With Brexit, there is also the chance to do something bold and experimental. While the idea of free ports has been mooted, this would be a more extreme next step.
“If countries desire to generate economic activity, having a bunch of very smart people who can bring investment and jobs will generate a better future not just for them but for the host country,” adds Dr Lutter.
But in reality, how many nations will be open to building a new city when they are grappling with a global pandemic? In Britain, public debt has now exceeded the entirety of our GDP for the first time since 1963. And this project would be an undertaking that would make HS2 comparable to a toy train track.
Where would the money come from?
The aim is for the city to be populated half by Hong Kong emigrants and half by locals from the host country, says Dr Lutter. He thinks that around 25 to 33pc of the people who want to move will look to move to the new city, while most will want to move to already established places. Ko puts that number at about 2 million.
Victoria Harbour Group is currently trying to raise money from investors both in Hong Kong and Silicon Valley. Once planning is underway, they hope there will be several more rounds.

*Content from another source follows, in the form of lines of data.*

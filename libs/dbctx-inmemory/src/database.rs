//! Named in-memory databases.

use std::collections::{BTreeMap, HashMap};
use std::fmt;
use std::sync::{Arc, LazyLock};

use dashmap::DashMap;
use dbctx::Record;
use parking_lot::RwLock;

type Table = BTreeMap<String, serde_json::Value>;

/// One in-memory database: entity sets keyed by name, records keyed by their key.
#[derive(Default)]
pub struct InMemoryDatabase {
    name: String,
    tables: RwLock<HashMap<String, Table>>,
}

impl InMemoryDatabase {
    #[must_use]
    pub fn new(name: impl Into<String>) -> Self {
        Self {
            name: name.into(),
            tables: RwLock::new(HashMap::new()),
        }
    }

    #[inline]
    #[must_use]
    pub fn name(&self) -> &str {
        &self.name
    }

    /// Create `entity_set` if missing; `true` when it was created.
    #[must_use]
    pub fn ensure_table(&self, entity_set: &str) -> bool {
        let mut tables = self.tables.write();
        if tables.contains_key(entity_set) {
            return false;
        }
        tables.insert(entity_set.to_owned(), Table::new());
        true
    }

    /// Records of `entity_set` ordered by key. A missing set reads as empty.
    #[must_use]
    pub fn records(&self, entity_set: &str) -> Vec<Record> {
        self.tables
            .read()
            .get(entity_set)
            .map(|rows| {
                rows.iter()
                    .map(|(key, payload)| Record::new(key.clone(), payload.clone()))
                    .collect()
            })
            .unwrap_or_default()
    }

    /// Insert or replace by key, creating the set on first write.
    #[must_use]
    pub fn upsert(&self, entity_set: &str, records: &[Record]) -> usize {
        let mut tables = self.tables.write();
        let rows = tables.entry(entity_set.to_owned()).or_default();
        for record in records {
            rows.insert(record.key.clone(), record.payload.clone());
        }
        records.len()
    }

    pub fn clear(&self) {
        self.tables.write().clear();
    }

    #[must_use]
    pub fn table_count(&self) -> usize {
        self.tables.read().len()
    }
}

impl fmt::Debug for InMemoryDatabase {
    fn fmt(&self, f: &mut fmt::Formatter<'_>) -> fmt::Result {
        f.debug_struct("InMemoryDatabase")
            .field("name", &self.name)
            .field("tables", &self.table_count())
            .finish_non_exhaustive()
    }
}

static DEFAULT_ROOT: LazyLock<Arc<InMemoryDatabaseRoot>> =
    LazyLock::new(|| Arc::new(InMemoryDatabaseRoot::new()));

/// Holder of named databases. Contexts that name the same database through the same root
/// see the same data.
#[derive(Debug, Default)]
pub struct InMemoryDatabaseRoot {
    databases: DashMap<String, Arc<InMemoryDatabase>>,
}

impl InMemoryDatabaseRoot {
    #[must_use]
    pub fn new() -> Self {
        Self::default()
    }

    /// Process-wide root used when neither the extension nor the service collection
    /// supplies one.
    #[must_use]
    pub fn shared() -> Arc<Self> {
        Arc::clone(&DEFAULT_ROOT)
    }

    /// The database called `name`, created empty on first use.
    #[must_use]
    pub fn database(&self, name: &str) -> Arc<InMemoryDatabase> {
        Arc::clone(
            self.databases
                .entry(name.to_owned())
                .or_insert_with(|| {
                    tracing::debug!(database = name, "Created in-memory database");
                    Arc::new(InMemoryDatabase::new(name))
                })
                .value(),
        )
    }

    #[must_use]
    pub fn contains(&self, name: &str) -> bool {
        self.databases.contains_key(name)
    }

    /// Drop the named database; contexts still holding it keep their copy.
    #[must_use]
    pub fn remove(&self, name: &str) -> Option<Arc<InMemoryDatabase>> {
        self.databases.remove(name).map(|(_, db)| db)
    }

    #[must_use]
    pub fn len(&self) -> usize {
        self.databases.len()
    }

    #[must_use]
    pub fn is_empty(&self) -> bool {
        self.databases.is_empty()
    }
}
//! Services shared by every context a [`ServiceProvider`](crate::ServiceProvider) builds.
//!
//! Three kinds of entry live here, all written at startup and read at resolve time:
//! - shared services keyed by type, e.g. an in-memory database root or the data settings;
//! - the options snapshot injected into each context kind;
//! - the names of providers whose services were added (capabilities).

use std::any::{Any, TypeId};
use std::collections::{BTreeSet, HashMap};
use std::fmt;
use std::sync::Arc;

use parking_lot::RwLock;

use crate::options::{ContextOptions, ContextType};
use crate::settings::DataSettings;

#[derive(Debug, thiserror::Error)]
pub enum ServiceError {
    #[error("service '{service}' is not registered")]
    NotFound { service: &'static str },
}

/// One shared service: an `Arc<T>` behind `Any`, plus the type name for diagnostics.
struct SharedService {
    name: &'static str,
    value: Box<dyn Any + Send + Sync>,
}

/// Shared services, injected options per context kind, and provider capabilities.
#[derive(Default)]
pub struct ServiceRegistry {
    services: RwLock<HashMap<TypeId, SharedService>>,
    context_options: RwLock<HashMap<ContextType, Arc<ContextOptions>>>,
    capabilities: RwLock<BTreeSet<&'static str>>,
}

impl ServiceRegistry {
    #[must_use]
    pub fn new() -> Self {
        Self::default()
    }

    /// Register the shared `T`, replacing any earlier one. `T` may be a trait object.
    pub fn register<T>(&self, service: Arc<T>)
    where
        T: ?Sized + Send + Sync + 'static,
    {
        self.services.write().insert(
            TypeId::of::<T>(),
            SharedService {
                name: std::any::type_name::<T>(),
                value: Box::new(service),
            },
        );
    }

    /// The shared `T`.
    ///
    /// # Errors
    /// Returns `ServiceError::NotFound` if nothing is registered for `T`.
    pub fn get<T>(&self) -> Result<Arc<T>, ServiceError>
    where
        T: ?Sized + Send + Sync + 'static,
    {
        self.services
            .read()
            .get(&TypeId::of::<T>())
            .and_then(|s| s.value.downcast_ref::<Arc<T>>())
            .cloned()
            .ok_or_else(|| ServiceError::NotFound {
                service: std::any::type_name::<T>(),
            })
    }

    #[must_use]
    pub fn try_get<T>(&self) -> Option<Arc<T>>
    where
        T: ?Sized + Send + Sync + 'static,
    {
        self.get::<T>().ok()
    }

    /// Registered data settings.
    ///
    /// # Errors
    /// Returns `ServiceError::NotFound` if no settings were added.
    pub fn settings(&self) -> Result<Arc<DataSettings>, ServiceError> {
        self.get::<DataSettings>()
    }

    /// Set the options snapshot injected into contexts of kind `C`.
    pub fn register_context_options<C: 'static>(&self, options: Arc<ContextOptions>) {
        self.context_options
            .write()
            .insert(ContextType::of::<C>(), options);
    }

    #[must_use]
    pub fn context_options<C: 'static>(&self) -> Option<Arc<ContextOptions>> {
        self.context_options
            .read()
            .get(&ContextType::of::<C>())
            .cloned()
    }

    /// Record that a provider's services were added. Selection ignores capabilities; it
    /// only looks at the extensions on the options snapshot.
    pub fn add_capability(&self, name: &'static str) {
        self.capabilities.write().insert(name);
    }

    /// Registered capability names, sorted.
    #[must_use]
    pub fn capabilities(&self) -> Vec<&'static str> {
        self.capabilities.read().iter().copied().collect()
    }

    #[must_use]
    pub fn has_capability(&self, name: &str) -> bool {
        self.capabilities.read().contains(name)
    }

    /// Number of shared services.
    #[must_use]
    pub fn len(&self) -> usize {
        self.services.read().len()
    }

    #[must_use]
    pub fn is_empty(&self) -> bool {
        self.services.read().is_empty()
    }
}

impl fmt::Debug for ServiceRegistry {
    fn fmt(&self, f: &mut fmt::Formatter<'_>) -> fmt::Result {
        let mut services: Vec<&'static str> =
            self.services.read().values().map(|s| s.name).collect();
        services.sort_unstable();
        let mut contexts: Vec<String> = self
            .context_options
            .read()
            .keys()
            .map(ToString::to_string)
            .collect();
        contexts.sort_unstable();

        f.debug_struct("ServiceRegistry")
            .field("services", &services)
            .field("context_options", &contexts)
            .field("capabilities", &self.capabilities())
            .finish()
    }
}
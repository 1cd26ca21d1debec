//! The narrow contract a storage backend implements.

use std::fmt;
use std::sync::Arc;

use async_trait::async_trait;
use serde::{Deserialize, Serialize};
use thiserror::Error;

/// One stored row: a key and an opaque JSON payload.
#[derive(Clone, Debug, PartialEq, Serialize, Deserialize)]
pub struct Record {
    pub key: String,
    pub payload: serde_json::Value,
}

impl Record {
    #[must_use]
    pub fn new(key: impl Into<String>, payload: serde_json::Value) -> Self {
        Self {
            key: key.into(),
            payload,
        }
    }
}

/// Errors raised by storage backends.
#[derive(Debug, Error)]
pub enum StoreError {
    #[error("invalid entity set name '{0}'")]
    InvalidEntitySet(String),

    #[error("connection is closed")]
    ConnectionClosed,

    #[error("payload serialization failed: {0}")]
    Serialization(#[from] serde_json::Error),

    #[error("{provider} backend error: {source}")]
    Backend {
        provider: &'static str,
        #[source]
        source: Box<dyn std::error::Error + Send + Sync>,
    },
}

impl StoreError {
    #[must_use]
    pub fn backend<E>(provider: &'static str, err: E) -> Self
    where
        E: std::error::Error + Send + Sync + 'static,
    {
        Self::Backend {
            provider,
            source: Box::new(err),
        }
    }
}

/// Storage backend as seen by a context.
#[async_trait]
pub trait DataStore: Send + Sync {
    fn provider_name(&self) -> &'static str;

    /// Create the entity set if missing. Returns `true` when it was created.
    ///
    /// # Errors
    /// Returns `StoreError` if the backend rejects the request.
    async fn ensure_created(&self, entity_set: &str) -> Result<bool, StoreError>;

    /// All records of an entity set, ordered by key.
    ///
    /// # Errors
    /// Returns `StoreError` if the backend rejects the request.
    async fn query(&self, entity_set: &str) -> Result<Vec<Record>, StoreError>;

    /// Insert or replace records by key. Returns the number of records written.
    ///
    /// # Errors
    /// Returns `StoreError` if the backend rejects the request.
    async fn upsert(&self, entity_set: &str, records: &[Record]) -> Result<usize, StoreError>;

    /// Release resources held by this store. Only called by the owner of the lease.
    ///
    /// # Errors
    /// Returns `StoreError` if releasing fails; the store is unusable afterwards either way.
    async fn release(&self) -> Result<(), StoreError>;
}

/// An opened store plus who is responsible for releasing it.
#[derive(Clone)]
pub struct StoreLease {
    store: Arc<dyn DataStore>,
    owned: bool,
}

impl StoreLease {
    /// Lease whose resources the holder must release.
    #[must_use]
    pub fn owned(store: Arc<dyn DataStore>) -> Self {
        Self { store, owned: true }
    }

    /// Lease over resources someone else releases.
    #[must_use]
    pub fn borrowed(store: Arc<dyn DataStore>) -> Self {
        Self {
            store,
            owned: false,
        }
    }

    #[must_use]
    pub fn store(&self) -> &Arc<dyn DataStore> {
        &self.store
    }

    #[must_use]
    pub fn is_owned(&self) -> bool {
        self.owned
    }
}

impl fmt::Debug for StoreLease {
    fn fmt(&self, f: &mut fmt::Formatter<'_>) -> fmt::Result {
        f.debug_struct("StoreLease")
            .field("provider", &self.store.provider_name())
            .field("owned", &self.owned)
            .finish()
    }
}

/// Entity set names end up as table names, so only plain identifiers are accepted.
///
/// # Errors
/// Returns `StoreError::InvalidEntitySet` for anything but `[A-Za-z_][A-Za-z0-9_]*`.
pub fn validate_entity_set(name: &str) -> Result<(), StoreError> {
    let mut chars = name.chars();
    let valid_head = chars
        .next()
        .is_some_and(|c| c.is_ascii_alphabetic() || c == '_');
    if valid_head && chars.all(|c| c.is_ascii_alphanumeric() || c == '_') {
        Ok(())
    } else {
        Err(StoreError::InvalidEntitySet(name.to_owned()))
    }
}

Rather than purchasing land, Ko hopes to enter into a public-private joint venture with a government. “In that case, our investment in land would be minimal and the government would have a stake in us, so we would be sure that the government would help us to make the city successful,” says Ko. Investors would get returns from rents.

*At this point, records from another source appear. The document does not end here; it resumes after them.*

use std::sync::Arc;

use dbctx::{OptionsBuilder, ServiceCollection};

use crate::database::InMemoryDatabaseRoot;
use crate::extension::{InMemoryOptionsExtension, PROVIDER_NAME};

/// Extension trait selecting the in-memory store on an [`OptionsBuilder`].
///
/// # Example
///
/// ```
/// use dbctx::{ConfigureContext, OptionsBuilder, SeedInput};
/// use dbctx_inmemory::InMemoryBuilderExt;
///
/// struct CartContext;
///
/// impl ConfigureContext for CartContext {
///     fn on_configuring(&self, builder: &mut OptionsBuilder, _seed: &SeedInput) {
///         if !builder.is_configured() {
///             builder.use_in_memory_database("carts");
///         }
///     }
/// }
/// ```
pub trait InMemoryBuilderExt {
    /// Use the shared in-memory database `name`.
    fn use_in_memory_database(&mut self, name: &str) -> &mut Self;

    /// Use database `name`, shared when `persist` is set, private to the context otherwise.
    fn use_in_memory_database_with(&mut self, name: &str, persist: bool) -> &mut Self;

    /// Use database `name` held by `root`.
    fn use_in_memory_database_root(
        &mut self,
        name: &str,
        root: Arc<InMemoryDatabaseRoot>,
    ) -> &mut Self;
}

impl InMemoryBuilderExt for OptionsBuilder {
    fn use_in_memory_database(&mut self, name: &str) -> &mut Self {
        self.add_or_update_extension(InMemoryOptionsExtension::new(name))
    }

    fn use_in_memory_database_with(&mut self, name: &str, persist: bool) -> &mut Self {
        self.add_or_update_extension(InMemoryOptionsExtension::new(name).with_persist(persist))
    }

    fn use_in_memory_database_root(
        &mut self,
        name: &str,
        root: Arc<InMemoryDatabaseRoot>,
    ) -> &mut Self {
        self.add_or_update_extension(InMemoryOptionsExtension::new(name).with_root(root))
    }
}

/// Registers the in-memory provider's services with a [`ServiceCollection`].
pub trait InMemoryServicesExt {
    /// Register a fresh database root and the `in-memory` capability. Contexts still
    /// have to select the provider in their options.
    fn add_in_memory_provider(&mut self) -> &mut Self;

    /// Like [`add_in_memory_provider`](Self::add_in_memory_provider) with a caller-owned root.
    fn add_in_memory_provider_with_root(&mut self, root: Arc<InMemoryDatabaseRoot>) -> &mut Self;
}

impl InMemoryServicesExt for ServiceCollection {
    fn add_in_memory_provider(&mut self) -> &mut Self {
        self.add_in_memory_provider_with_root(Arc::new(InMemoryDatabaseRoot::new()))
    }

    fn add_in_memory_provider_with_root(&mut self, root: Arc<InMemoryDatabaseRoot>) -> &mut Self {
        self.add_singleton::<InMemoryDatabaseRoot>(root)
            .add_capability(PROVIDER_NAME)
    }
}
use thiserror::Error;

use crate::services::ServiceError;
use crate::settings::SettingsError;
use crate::store::StoreError;

/// Library-local result type.
pub type Result<T> = std::result::Result<T, ContextError>;

/// Typed error for context configuration, resolution and data access.
///
/// Configuration errors are setup defects, never transient; they surface on the first
/// operation that needed the resolved configuration and are not retried.
#[derive(Debug, Error)]
pub enum ContextError {
    #[error(
        "no data store provider is configured for context '{context}'; \
         add a provider extension in `on_configuring` or register options for the context"
    )]
    NoDataStoreConfigured { context: String },

    #[error("context '{context}' has more than one data store provider configured: {providers:?}")]
    MultipleDataStoresConfigured {
        context: String,
        providers: Vec<&'static str>,
    },

    #[error("{target} used after it was disposed")]
    UseAfterDispose { target: String },

    #[error("options built for context '{expected}' were supplied to context '{actual}'")]
    OptionsContextMismatch { expected: String, actual: String },

    #[error("context '{0}' is not registered with the service collection")]
    ContextNotRegistered(String),

    #[error("invalid configuration: {0}")]
    InvalidConfiguration(String),

    #[error(transparent)]
    Service(#[from] ServiceError),

    #[error(transparent)]
    Store(#[from] StoreError),

    #[error(transparent)]
    Settings(#[from] SettingsError),
}

impl ContextError {
    pub(crate) fn disposed(target: impl Into<String>) -> Self {
        Self::UseAfterDispose {
            target: target.into(),
        }
    }
}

But he also has an even more radical plan. After 10 or 12 years, he plans to float Victoria Harbour Group. Essentially, there would be an IPO for a city.
A new democracy, created by a company
Victoria Harbour Group will be 50pc owned by a non-profit foundation, says Ko. It would use dividends to fund public spending, support job training and education and to sponsor migration.

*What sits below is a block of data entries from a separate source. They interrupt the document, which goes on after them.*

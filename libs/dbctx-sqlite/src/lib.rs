#![cfg_attr(coverage_nightly, feature(coverage_attribute))]
//! SQLite provider for `dbctx`, backed by sqlx.
//!
//! ```no_run
//! use dbctx::{ConfigureContext, OptionsBuilder, SeedInput};
//! use dbctx_sqlite::SqliteBuilderExt;
//!
//! struct ShopContext;
//!
//! impl ConfigureContext for ShopContext {
//!     fn on_configuring(&self, builder: &mut OptionsBuilder, seed: &SeedInput) {
//!         let cs = seed.as_connection_string().unwrap_or("sqlite://shop.db");
//!         builder.use_sqlite(cs);
//!     }
//! }
//! ```

pub mod builder_ext;
pub mod connection;

pub use builder_ext::{SqliteBuilderExt, SqliteOptionsExtension, SqliteServicesExt};
pub use connection::{PROVIDER_NAME, SqliteConnection, SqliteConnectionFactory};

It plans to make this new city into more than just a place for the higher income Hong Kongers who could afford to emigrate anyway. “I believe the value of people comes in their network. If we’re able to partially transplant that network, then a lot of people’s relationships can be preserved,” says Dr Lutter.
The conditions of self governance will be dependent on the host country, says Ko. The plan is to have a city manager, the first of whom would be initially appointed by the company, but would then become accountable to a council of local residents.
Is there a diplomatic risk for the host country?
Building a new rival to Hong Kong would surely be a red flag to China, which is busy taking control of the government there.
But the team is quick to dismiss this idea that it would antagonise the Chinese government. “It’s for the people who don’t want to live in Hong Kong, maybe people who have been protesting,” says Dr Lutter. “If they leave, it might be off Beijing’s back.”
“In terms of the brain drain or outflow of capital, China has 1.4 billion people who can move to Kong Kong with their capital and their companies,” adds Ko. “No matter how many people leave Hong Kong, those vacancies will be filled up in no time.”
And perhaps, in a way this has been done before – albeit in a more organic way. “In the Fifties, Sixties and Seventies, our parents and our parents’ parents fled China to come to Hong Kong and they helped each other, gave jobs to each other, lent money to each other, that’s how we started our lives here,” says Ko.
“We want to provide an option for Hong Kong people to leave Hong Kong, but to carry on with their lifestyles and continue to develop their careers and build their families in countries that are democratic and free.”